* [EXERCISE PROMPT]: The lines to copy from the data below are those that hold the string "HttpResponse".
* * *
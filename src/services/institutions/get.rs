use actix_web::{HttpRequest, HttpResponse, Result as ActixResult};

use super::InstitutionService;
use crate::models::{ApiResponse, ErrorCode};
use crate::services::access::{current_user_id, ensure_owner};
use crate::services::{error_response, not_found};
use crate::storage::OwnedResource;

pub async fn get_institution(
    service: &InstitutionService,
    request: &HttpRequest,
    institution_id: i64,
) -> ActixResult<HttpResponse> {
    let storage = service.get_storage(request);
    let user_id = match current_user_id(request) {
        Ok(id) => id,
        Err(resp) => return Ok(resp),
    };
    if let Err(resp) =
        ensure_owner(&storage, user_id, OwnedResource::Institution, institution_id).await
    {
        return Ok(resp);
    }

    match storage.get_institution_by_id(institution_id).await {
        Ok(Some(institution)) => Ok(HttpResponse::Ok().json(ApiResponse::success(
            institution,
            "Institution retrieved successfully",
        ))),
        Ok(None) => Ok(not_found(
            ErrorCode::InstitutionNotFound,
            "Institution not found",
        )),
        Err(e) => Ok(error_response(&e, ErrorCode::Conflict)),
    }
}
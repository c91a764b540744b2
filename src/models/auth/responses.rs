use crate::models::users::entities::User;
use serde::Serialize;
use ts_rs::TS;

#[derive(Debug, Serialize, TS)]
#[ts(export, export_to = "../frontend/src/types/generated/auth.ts")]
pub struct LoginResponse {
    pub access_token: String,
    pub expires_in: i64,
    pub user: User,
    pub created_at: chrono::DateTime<chrono::Utc>,
}

#[derive(Debug, Serialize, TS)]
#[ts(export, export_to = "../frontend/src/types/generated/auth.ts")]
pub struct RefreshTokenResponse {
    pub access_token: String,
    pub expires_in: i64,
}

#[derive(Debug, Serialize, TS)]
#[ts(export, export_to = "../frontend/src/types/generated/auth.ts")]
pub struct UserInfoResponse {
    pub user: User,
}

#[derive(Debug, Serialize, TS)]
#[ts(export, export_to = "../frontend/src/types/generated/auth.ts")]
pub struct TokenVerificationResponse {
    pub is_valid: bool,
}
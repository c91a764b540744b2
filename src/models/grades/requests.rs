use serde::Deserialize;
use ts_rs::TS;

use crate::models::common::{PaginationQuery, pagination::deserialize_optional_i64};

// 录入或修改一项成绩
#[derive(Debug, Clone, Deserialize, TS)]
#[ts(export, export_to = "../frontend/src/types/generated/grade.ts")]
pub struct SaveGradeRequest {
    pub class_id: i64,
    pub subject_id: i64,
    pub student_id: i64,
    pub component_id: i64,
    #[serde(alias = "nota")]
    pub value: f64,
}

// 删除一项成绩；subject_id 省略时取组成项所属学科
#[derive(Debug, Clone, Deserialize, TS)]
#[ts(export, export_to = "../frontend/src/types/generated/grade.ts")]
pub struct DeleteGradeRequest {
    pub class_id: i64,
    #[serde(default)]
    pub subject_id: Option<i64>,
    pub student_id: i64,
    pub component_id: i64,
}

// 成绩表 / 导出参数
#[derive(Debug, Clone, Deserialize, TS)]
#[ts(export, export_to = "../frontend/src/types/generated/grade.ts")]
pub struct GradeBoardParams {
    pub class_id: i64,
    pub subject_id: i64,
}

// 人工调整最终成绩
#[derive(Debug, Clone, Deserialize, TS)]
#[ts(export, export_to = "../frontend/src/types/generated/grade.ts")]
pub struct AdjustFinalGradeRequest {
    pub class_id: i64,
    pub subject_id: i64,
    pub student_id: i64,
    pub adjusted_value: Option<f64>,
    #[serde(default)]
    pub use_adjusted: bool,
}

// 审计日志查询
#[derive(Debug, Clone, Default, Deserialize, TS)]
#[ts(export, export_to = "../frontend/src/types/generated/grade.ts")]
pub struct GradeAuditListParams {
    #[serde(flatten)]
    #[ts(flatten)]
    pub pagination: PaginationQuery,
    #[serde(default, deserialize_with = "deserialize_optional_i64")]
    pub class_id: Option<i64>,
    #[serde(default, deserialize_with = "deserialize_optional_i64")]
    pub subject_id: Option<i64>,
    #[serde(default, deserialize_with = "deserialize_optional_i64")]
    pub student_id: Option<i64>,
}
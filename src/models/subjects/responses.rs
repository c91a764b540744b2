use serde::Serialize;
use ts_rs::TS;

// 公式校验结果
#[derive(Debug, Clone, Serialize, TS)]
#[ts(export, export_to = "../frontend/src/types/generated/subject.ts")]
pub struct FormulaValidationResponse {
    pub valid: bool,
    /// 公式中缺少的成绩组成项缩写
    pub missing: Vec<String>,
    /// 公式中引用了但不存在的标识符
    pub unknown: Vec<String>,
    pub message: Option<String>,
}
use super::SeaOrmStorage;
use crate::entity::users::{ActiveModel, Column, Entity as Users};
use crate::errors::{NotaDezError, Result};
use crate::models::users::{entities::User, requests::CreateUserRequest};
use sea_orm::{ActiveModelTrait, ColumnTrait, EntityTrait, QueryFilter, Set};

impl SeaOrmStorage {
    /// 创建用户
    pub async fn create_user_impl(&self, req: CreateUserRequest) -> Result<User> {
        let now = chrono::Utc::now().timestamp();

        let model = ActiveModel {
            name: Set(req.name),
            email: Set(req.email),
            phone: Set(req.phone),
            password_hash: Set(req.password_hash),
            created_at: Set(now),
            updated_at: Set(now),
            ..Default::default()
        };

        let result = model
            .insert(&self.db)
            .await
            .map_err(|e| NotaDezError::from_db("创建用户失败", e))?;

        Ok(result.into_user())
    }

    /// 通过 ID 获取用户
    pub async fn get_user_by_id_impl(&self, id: i64) -> Result<Option<User>> {
        let result = Users::find_by_id(id)
            .one(&self.db)
            .await
            .map_err(|e| NotaDezError::from_db("查询用户失败", e))?;

        Ok(result.map(|m| m.into_user()))
    }

    /// 通过邮箱获取用户（邮箱统一小写存储）
    pub async fn get_user_by_email_impl(&self, email: &str) -> Result<Option<User>> {
        let result = Users::find()
            .filter(Column::Email.eq(email.trim().to_lowercase()))
            .one(&self.db)
            .await
            .map_err(|e| NotaDezError::from_db("查询用户失败", e))?;

        Ok(result.map(|m| m.into_user()))
    }

    /// 更新用户最后登录时间
    pub async fn update_last_login_impl(&self, id: i64) -> Result<bool> {
        let now = chrono::Utc::now().timestamp();

        let result = Users::update_many()
            .col_expr(Column::LastLogin, sea_orm::sea_query::Expr::value(now))
            .filter(Column::Id.eq(id))
            .exec(&self.db)
            .await
            .map_err(|e| NotaDezError::from_db("更新最后登录时间失败", e))?;

        Ok(result.rows_affected > 0)
    }
}
pub mod access;
pub mod auth;
pub mod classes;
pub mod components;
pub mod courses;
pub mod grades;
pub mod institutions;
pub mod onboarding;
pub mod students;
pub mod subjects;

pub use auth::AuthService;
pub use classes::ClassService;
pub use components::ComponentService;
pub use courses::CourseService;
pub use grades::GradeService;
pub use institutions::InstitutionService;
pub use onboarding::OnboardingService;
pub use students::StudentService;
pub use subjects::SubjectService;

use actix_web::HttpResponse;
use tracing::error;

use crate::errors::NotaDezError;
use crate::models::{ApiResponse, ErrorCode};

/// 生成带懒加载存储的服务结构体
macro_rules! lazy_service {
    ($name:ident) => {
        pub struct $name {
            storage: Option<std::sync::Arc<dyn $crate::storage::Storage>>,
        }

        impl $name {
            pub fn new_lazy() -> Self {
                Self { storage: None }
            }

            pub(crate) fn get_storage(
                &self,
                request: &actix_web::HttpRequest,
            ) -> std::sync::Arc<dyn $crate::storage::Storage> {
                if let Some(storage) = &self.storage {
                    storage.clone()
                } else {
                    request
                        .app_data::<actix_web::web::Data<std::sync::Arc<dyn $crate::storage::Storage>>>()
                        .expect("Storage not found in app data")
                        .get_ref()
                        .clone()
                }
            }
        }
    };
}

pub(crate) use lazy_service;

/// 存储层错误转为响应
///
/// 唯一约束冲突使用调用方给出的业务码，其余按错误类型选择通用业务码。
pub(crate) fn error_response(err: &NotaDezError, conflict_code: ErrorCode) -> HttpResponse {
    let status = err.http_status();
    let code = match err {
        NotaDezError::UniqueViolation(_) => conflict_code,
        NotaDezError::ForeignKeyViolation(_) | NotaDezError::NotFound(_) => ErrorCode::NotFound,
        NotaDezError::Validation(_) => ErrorCode::BadRequest,
        NotaDezError::Formula(_) => ErrorCode::FormulaInvalid,
        NotaDezError::Authentication(_) => ErrorCode::Unauthorized,
        _ => ErrorCode::InternalServerError,
    };

    if status.is_server_error() {
        error!("{}", err);
    }

    HttpResponse::build(status).json(ApiResponse::from_error(code, err))
}

pub(crate) fn bad_request(code: ErrorCode, message: impl Into<String>) -> HttpResponse {
    HttpResponse::BadRequest().json(ApiResponse::error_empty(code, message))
}

pub(crate) fn not_found(code: ErrorCode, message: impl Into<String>) -> HttpResponse {
    HttpResponse::NotFound().json(ApiResponse::error_empty(code, message))
}

pub(crate) fn conflict(code: ErrorCode, message: impl Into<String>) -> HttpResponse {
    HttpResponse::Conflict().json(ApiResponse::error_empty(code, message))
}

#[cfg(test)]
mod tests {
    use super::*;
    use actix_web::http::StatusCode;

    #[test]
    fn test_error_response_status_and_code() {
        let resp = error_response(
            &NotaDezError::unique_violation("duplicate"),
            ErrorCode::StudentAlreadyExists,
        );
        assert_eq!(resp.status(), StatusCode::CONFLICT);

        let resp = error_response(
            &NotaDezError::foreign_key_violation("missing parent"),
            ErrorCode::StudentAlreadyExists,
        );
        assert_eq!(resp.status(), StatusCode::NOT_FOUND);

        let resp = error_response(
            &NotaDezError::validation("Formula is missing component abbreviations: P2"),
            ErrorCode::Conflict,
        );
        assert_eq!(resp.status(), StatusCode::BAD_REQUEST);

        let resp = error_response(
            &NotaDezError::database_operation("disk full"),
            ErrorCode::Conflict,
        );
        assert_eq!(resp.status(), StatusCode::INTERNAL_SERVER_ERROR);
    }
}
* * *
* [EXERCISE RESULT]:
use actix_web::{HttpRequest, HttpResponse, Result as ActixResult};
) -> ActixResult<HttpResponse> {
        Ok(Some(institution)) => Ok(HttpResponse::Ok().json(ApiResponse::success(
use actix_web::HttpResponse;
pub(crate) fn error_response(err: &NotaDezError, conflict_code: ErrorCode) -> HttpResponse {
    HttpResponse::build(status).json(ApiResponse::from_error(code, err))
pub(crate) fn bad_request(code: ErrorCode, message: impl Into<String>) -> HttpResponse {
    HttpResponse::BadRequest().json(ApiResponse::error_empty(code, message))
pub(crate) fn not_found(code: ErrorCode, message: impl Into<String>) -> HttpResponse {
    HttpResponse::NotFound().json(ApiResponse::error_empty(code, message))
pub(crate) fn conflict(code: ErrorCode, message: impl Into<String>) -> HttpResponse {
    HttpResponse::Conflict().json(ApiResponse::error_empty(code, message))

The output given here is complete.